# glxinfo Segmentation Fault

## Palhoto

glxgears works correctly, just glxinfo doesn't.

```

$ glxinfo

Segmentation fault

```

Other threads on the forums about glxinfo having a segmentation fault, also have glxgears not working (not this case).

Using NVidia 1.0.7174 (FX 5500), xorg 6.8.2-r1, AMD Sempron 2500+, 2.6.10-gentoo-r4. Module nvidia loads, GLX extension ok in xorg, "opengl-update nvidia".

EDIT:

```
$ modinfo nvidia

[...]

vermagic:       2.6.10-gentoo-r4 SMP preempt K7 4KSTACKS gcc-3.3

[...]
```

Could be the 4K Stacks in the kernel options... I'll upgrade to 2.6.11-gentoo-r9, switch the 4K stacks off and report back.

Thanks,

----------

## Palhoto

 *Palhoto wrote:*   

> Could be the 4K Stacks in the kernel options... I'll upgrade to 2.6.11-gentoo-r9, switch the 4K stacks off and report back.

 

Nope, not really, glxinfo still exits with a segmentation fault, glxgears still works.

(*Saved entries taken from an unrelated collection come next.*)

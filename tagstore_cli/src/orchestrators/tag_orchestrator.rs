//! Tag command orchestrator
//!
//! Opens the configured store and renders command results. Every method
//! returns the text destined for stdout; diagnostics go to stderr.

use crate::config::AppConfig;
use crate::error::{CliError, CliResult};
use crate::output::{OutputFormat, create_formatter};
use anyhow::Context;
use colored::*;
use log::debug;
use std::sync::Arc;
use tagstore_core::{Attributes, Database, Tag, TagStore};

/// Orchestrator for the tag commands
pub struct TagOrchestrator {
    store: TagStore,
    use_color: bool,
}

impl TagOrchestrator {
    /// Open the SQLite store named by the configuration
    pub async fn new(config: &AppConfig, use_color: bool) -> CliResult<Self> {
        let db_path = config.database_path();
        debug!("Opening tag database at: {}", db_path.display());

        let db = Database::new(&db_path).await?;
        let store = TagStore::new(config.tags.clone(), Arc::new(db.tag_repository()));

        Ok(Self::with_store(store, use_color))
    }

    pub fn with_store(store: TagStore, use_color: bool) -> Self {
        Self { store, use_color }
    }

    pub fn store(&self) -> &TagStore {
        &self.store
    }

    /// Create `names` in `profile_id`, one after another
    pub async fn add(
        &self,
        profile_id: &str,
        names: &[String],
        shared: &Attributes,
        format: OutputFormat,
    ) -> CliResult<String> {
        debug!(
            "Adding {} tag(s) to profile {profile_id} with policy {:?}",
            names.len(),
            self.store.config().failure_policy
        );

        let report = self.store.add_tags(profile_id, names, shared).await?;
        let output = self.render(&report.created(), format)?;

        let failures = report.failures();
        if failures.is_empty() {
            return Ok(output);
        }

        // Best-effort runs get here; show what was created before failing
        if !output.is_empty() {
            println!("{output}");
        }
        for (name, error) in &failures {
            eprintln!("{} {name}: {error}", "failed".red());
        }
        Err(CliError::general(&format!(
            "{} of {} tag(s) could not be created",
            failures.len(),
            names.len()
        )))
    }

    pub async fn rename(&self, from: &str, to: &str, format: OutputFormat) -> CliResult<String> {
        let tag = self.store.rename(from, to).await?;
        self.render(&[&tag], format)
    }

    /// Move a tag to the trash, or flag it for purging when `purge` is set
    pub async fn trash(&self, name: &str, purge: bool, format: OutputFormat) -> CliResult<String> {
        let tag = if purge {
            self.store.mark_for_purge(name).await?
        } else {
            self.store.trash(name).await?
        };
        self.render(&[&tag], format)
    }

    pub async fn restore(&self, name: &str, format: OutputFormat) -> CliResult<String> {
        let tag = self.store.restore(name).await?;
        self.render(&[&tag], format)
    }

    pub async fn list(&self, profile_id: Option<&str>, format: OutputFormat) -> CliResult<String> {
        let tags = self.store.list(profile_id).await?;
        let refs: Vec<&Tag> = tags.iter().collect();
        self.render(&refs, format)
    }

    /// Canonical id for `name`; nothing is read or written
    pub async fn id(&self, name: &str) -> CliResult<String> {
        Ok(self.store.compute_id(name).await?)
    }

    fn render(&self, tags: &[&Tag], format: OutputFormat) -> CliResult<String> {
        let formatter = create_formatter(format, self.use_color);
        Ok(formatter.format_batch(tags)?)
    }
}

/// Parse `KEY=VALUE` pairs into shared attributes
///
/// Values that parse as JSON keep their type; anything else is a string.
pub fn parse_attributes(pairs: &[String]) -> CliResult<Attributes> {
    let mut attributes = Attributes::new();

    for pair in pairs {
        let (key, value) = pair
            .split_once('=')
            .filter(|(key, _)| !key.trim().is_empty())
            .with_context(|| format!("Attribute '{pair}' must look like KEY=VALUE"))
            .map_err(|e| CliError::misuse(&format!("{e:#}")))?;

        let value = serde_json::from_str(value)
            .unwrap_or_else(|_| serde_json::Value::String(value.to_string()));
        attributes.insert(key.trim().to_string(), value);
    }

    Ok(attributes)
}
//! Database schema definitions

/// Current schema version
pub const CURRENT_SCHEMA_VERSION: i32 = 1;

/// Initial schema creation SQL
pub const SCHEMA_V1: &str = r#"
-- Schema version tracking
CREATE TABLE IF NOT EXISTS schema_version (
    version INTEGER PRIMARY KEY,
    applied_at INTEGER NOT NULL
);

-- Tags keyed by their name-derived id
CREATE TABLE IF NOT EXISTS tags (
    id TEXT PRIMARY KEY,
    name TEXT NOT NULL,
    profile_id TEXT NOT NULL,
    trash_state INTEGER NOT NULL DEFAULT 0,
    attributes TEXT NOT NULL DEFAULT '{}',
    created_at INTEGER NOT NULL,
    updated_at INTEGER NOT NULL
);

CREATE INDEX IF NOT EXISTS idx_tags_profile ON tags(profile_id);
CREATE INDEX IF NOT EXISTS idx_tags_name ON tags(name);
"#;

/// Ordered list of migrations
pub const MIGRATIONS: &[(i32, &str)] = &[(1, SCHEMA_V1)];
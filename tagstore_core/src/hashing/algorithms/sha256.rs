//! SHA-256 word algorithm

use crate::hashing::traits::WordAlgorithm;
use sha2::{Digest, Sha256};

pub struct Sha256Algorithm;

impl WordAlgorithm for Sha256Algorithm {
    fn id(&self) -> &'static str {
        "sha256"
    }

    fn digest_words(&self, data: &[u8]) -> Vec<u32> {
        let digest = Sha256::digest(data);
        super::to_words(&digest)
    }
}
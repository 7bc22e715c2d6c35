//! Mock digest service for testing
//!
//! By default it delegates to the real SHA-256 word digest while recording
//! every text it was asked to digest. It can be switched to fail, to return
//! malformed output, or to return the same components for every input.

use async_trait::async_trait;
use std::collections::HashSet;
use std::sync::{Arc, Mutex};
use tagstore_core::error::HashingError;
use tagstore_core::{DigestAlgorithm, DigestService, Result, WordDigest};

#[derive(Debug, Clone, Default)]
enum DigestBehavior {
    #[default]
    Real,
    FailAll(String),
    FailFor(HashSet<String>),
    Empty,
    Fixed(Vec<String>),
}

/// Configurable digest double
pub struct MockDigest {
    real: WordDigest,
    behavior: Arc<Mutex<DigestBehavior>>,
    calls: Arc<Mutex<Vec<String>>>,
}

impl Default for MockDigest {
    fn default() -> Self {
        Self::new()
    }
}

impl MockDigest {
    /// Create a mock that passes through to SHA-256
    pub fn new() -> Self {
        Self {
            real: WordDigest::new(DigestAlgorithm::Sha256),
            behavior: Arc::new(Mutex::new(DigestBehavior::Real)),
            calls: Arc::new(Mutex::new(Vec::new())),
        }
    }

    /// Fail every digest request
    pub fn expect_failure(&mut self, message: &str) {
        *self.behavior.lock().unwrap() = DigestBehavior::FailAll(message.to_string());
    }

    /// Fail only for the given text
    pub fn expect_failure_for(&mut self, text: &str) {
        let mut behavior = self.behavior.lock().unwrap();
        match &mut *behavior {
            DigestBehavior::FailFor(texts) => {
                texts.insert(text.to_string());
            }
            other => *other = DigestBehavior::FailFor(HashSet::from([text.to_string()])),
        }
    }

    /// Return an empty component list
    pub fn expect_empty_output(&mut self) {
        *self.behavior.lock().unwrap() = DigestBehavior::Empty;
    }

    /// Return these components for every input
    pub fn expect_fixed(&mut self, components: &[&str]) {
        *self.behavior.lock().unwrap() =
            DigestBehavior::Fixed(components.iter().map(|c| c.to_string()).collect());
    }

    /// Texts digested so far, in call order
    pub fn calls(&self) -> Vec<String> {
        self.calls.lock().unwrap().clone()
    }

    pub fn call_count(&self) -> usize {
        self.calls.lock().unwrap().len()
    }
}

#[async_trait]
impl DigestService for MockDigest {
    fn algorithm(&self) -> &str {
        "mock"
    }

    async fn digest(&self, text: &str) -> Result<Vec<String>> {
        self.calls.lock().unwrap().push(text.to_string());
        let behavior = self.behavior.lock().unwrap().clone();

        match behavior {
            DigestBehavior::Real => self.real.digest(text).await,
            DigestBehavior::FailAll(message) => {
                Err(HashingError::digest_failed("mock", &message).into())
            }
            DigestBehavior::FailFor(texts) if texts.contains(text) => {
                Err(HashingError::digest_failed("mock", "injected failure").into())
            }
            DigestBehavior::FailFor(_) => self.real.digest(text).await,
            DigestBehavior::Empty => Ok(Vec::new()),
            DigestBehavior::Fixed(components) => Ok(components),
        }
    }
}
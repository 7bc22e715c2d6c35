//! Tag repository implementation

use crate::Result;
use crate::error::PersistenceError;
use crate::model::{Attributes, Tag, TrashState};
use crate::repository::TagRepository;
use async_trait::async_trait;
use sqlx::sqlite::SqliteRow;
use sqlx::{Row, SqlitePool};
use std::time::{SystemTime, UNIX_EPOCH};

/// Repository for tag records stored in SQLite
#[derive(Debug, Clone)]
pub struct SqliteTagRepository {
    pool: SqlitePool,
}

impl SqliteTagRepository {
    /// Create a new tag repository
    pub fn new(pool: SqlitePool) -> Self {
        Self { pool }
    }

    fn row_to_tag(row: &SqliteRow) -> Result<Tag> {
        let trash_code: i64 = row.try_get("trash_state")?;
        let attributes: String = row.try_get("attributes")?;

        Ok(Tag {
            id: Some(row.try_get("id")?),
            name: row.try_get("name")?,
            profile_id: row.try_get("profile_id")?,
            trash_state: TrashState::try_from(trash_code)?,
            attributes: serde_json::from_str::<Attributes>(&attributes)?,
        })
    }
}

fn now_millis() -> i64 {
    SystemTime::now()
        .duration_since(UNIX_EPOCH)
        .unwrap_or_default()
        .as_millis() as i64
}

#[async_trait]
impl TagRepository for SqliteTagRepository {
    async fn save(&self, tag: Tag) -> Result<Tag> {
        let id = tag.require_id()?;
        let attributes = serde_json::to_string(&tag.attributes)?;
        let now = now_millis();

        sqlx::query(
            r#"
            INSERT INTO tags (id, name, profile_id, trash_state, attributes, created_at, updated_at)
            VALUES (?, ?, ?, ?, ?, ?, ?)
            ON CONFLICT(id) DO UPDATE SET
                name = excluded.name,
                profile_id = excluded.profile_id,
                trash_state = excluded.trash_state,
                attributes = excluded.attributes,
                updated_at = excluded.updated_at
            "#,
        )
        .bind(id)
        .bind(&tag.name)
        .bind(&tag.profile_id)
        .bind(tag.trash_state.as_code())
        .bind(&attributes)
        .bind(now)
        .bind(now)
        .execute(&self.pool)
        .await
        .map_err(|e| PersistenceError::save_failed(id, &e.to_string()))?;

        Ok(tag)
    }

    async fn remove(&self, tag: &Tag) -> Result<()> {
        let id = tag.require_id()?;

        sqlx::query("DELETE FROM tags WHERE id = ?")
            .bind(id)
            .execute(&self.pool)
            .await
            .map_err(|e| PersistenceError::remove_failed(id, &e.to_string()))?;

        Ok(())
    }

    async fn find_by_id(&self, id: &str) -> Result<Option<Tag>> {
        let row = sqlx::query(
            r#"
            SELECT id, name, profile_id, trash_state, attributes
            FROM tags
            WHERE id = ?
            "#,
        )
        .bind(id)
        .fetch_optional(&self.pool)
        .await?;

        row.as_ref().map(Self::row_to_tag).transpose()
    }

    async fn list(&self, profile_id: Option<&str>) -> Result<Vec<Tag>> {
        let rows = sqlx::query(
            r#"
            SELECT id, name, profile_id, trash_state, attributes
            FROM tags
            WHERE ?1 IS NULL OR profile_id = ?1
            ORDER BY name ASC, id ASC
            "#,
        )
        .bind(profile_id)
        .fetch_all(&self.pool)
        .await?;

        rows.iter().map(Self::row_to_tag).collect()
    }

    async fn count(&self) -> Result<u64> {
        let count = sqlx::query_scalar::<_, i64>("SELECT COUNT(*) FROM tags")
            .fetch_one(&self.pool)
            .await?;

        Ok(count as u64)
    }
}
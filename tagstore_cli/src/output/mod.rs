mod formatters;

pub use formatters::{JsonFormatter, TextFormatter};

use anyhow::Result;
use tagstore_core::Tag;

/// Output format enumeration
#[derive(Debug, Clone, Copy, PartialEq, Eq, clap::ValueEnum)]
pub enum OutputFormat {
    Text,
    Json,
}

impl OutputFormat {
    /// Parse output format from string
    pub fn from_string(s: &str) -> Result<Self> {
        match s.to_lowercase().as_str() {
            "text" => Ok(Self::Text),
            "json" => Ok(Self::Json),
            _ => anyhow::bail!("Unknown output format: {}", s),
        }
    }
}

/// Trait for tag formatters
pub trait OutputFormatter: Send + Sync {
    fn format_single(&self, tag: &Tag) -> Result<String>;

    /// Format a list of tags
    fn format_batch(&self, tags: &[&Tag]) -> Result<String> {
        let formatted: Result<Vec<String>> = tags.iter().map(|t| self.format_single(t)).collect();

        Ok(formatted?.join("\n"))
    }
}

/// Create a formatter based on output format
pub fn create_formatter(format: OutputFormat, use_color: bool) -> Box<dyn OutputFormatter> {
    match format {
        OutputFormat::Text => Box::new(TextFormatter::new(use_color)),
        OutputFormat::Json => Box::new(JsonFormatter::new(true)),
    }
}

I tried running with other flags, but no other information is outputted.

Complete modinfo nvidia (this time the parmtypes appear, they didn't with the 2.6.10 kernel).

```
$ modinfo nvidia

license:        NVIDIA

alias:          char-major-195-*

parmtype:       nv_disable_pat:int

parmtype:       NVreg_VideoMemoryTypeOverride:int

parmtype:       NVreg_EnableVia4x:int

parmtype:       NVreg_EnableALiAGP:int

parmtype:       NVreg_ReqAGPRate:int

parmtype:       NVreg_NvAGP:int

parmtype:       NVreg_EnableAGPSBA:int

parmtype:       NVreg_EnableAGPFW:int

parmtype:       NVreg_SoftEDIDs:int

parmtype:       NVreg_Mobile:int

parmtype:       NVreg_ResmanDebugLevel:int

parmtype:       NVreg_FlatPanelMode:int

parmtype:       NVreg_DevicesConnected:int

parmtype:       NVreg_VideoEnhancement:int

parmtype:       NVreg_RmLogonRC:int

vermagic:       2.6.11-gentoo-r9 SMP preempt K7 gcc-3.3

depends:

alias:          pci:v000010DEd*sv*sd*bc03sc00i00*
```

----------

## Cintra

Perhaps you should reopen bug 82730..

Mvh

----------

## Palhoto

 *Cintra wrote:*   

> Perhaps you should reopen bug 82730..
> 
> Mvh

 

Thanks for the info, but (un)fortunately it's not the same thing.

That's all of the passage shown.